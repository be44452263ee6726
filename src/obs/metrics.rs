// self
use crate::obs::{CallKind, CallOutcome};

/// Records a call outcome via the global metrics recorder (when enabled).
pub fn record_call_outcome(kind: CallKind, outcome: CallOutcome) {
	#[cfg(feature = "metrics")]
	{
		metrics::counter!(
			"outbound_http_call_total",
			"kind" => kind.as_str(),
			"outcome" => outcome.as_str()
		)
		.increment(1);
	}

	#[cfg(not(feature = "metrics"))]
	{
		let _ = (kind, outcome);
	}
}

#[cfg(test)]
mod tests {
	// self
	use super::*;

	#[test]
	fn record_call_outcome_noop_without_recorder() {
		record_call_outcome(CallKind::TokenRenewal, CallOutcome::Failure);
	}
}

☆ ☆ ☆ ☆ ☆ ☆ ☆

- [Exercise details]:
The full listing should be output exactly, line for line.

- [Result below]:
repository be44452263ee6726
filename src/obs/metrics.rs
// self
use crate::obs::{CallKind, CallOutcome};

/// Records a call outcome via the global metrics recorder (when enabled).
pub fn record_call_outcome(kind: CallKind, outcome: CallOutcome) {
	#[cfg(feature = "metrics")]
	{
		metrics::counter!(
			"outbound_http_call_total",
			"kind" => kind.as_str(),
			"outcome" => outcome.as_str()
		)
		.increment(1);
	}

	#[cfg(not(feature = "metrics"))]
	{
		let _ = (kind, outcome);
	}
}

#[cfg(test)]
mod tests {
	// self
	use super::*;

	#[test]
	fn record_call_outcome_noop_without_recorder() {
		record_call_outcome(CallKind::TokenRenewal, CallOutcome::Failure);
	}
}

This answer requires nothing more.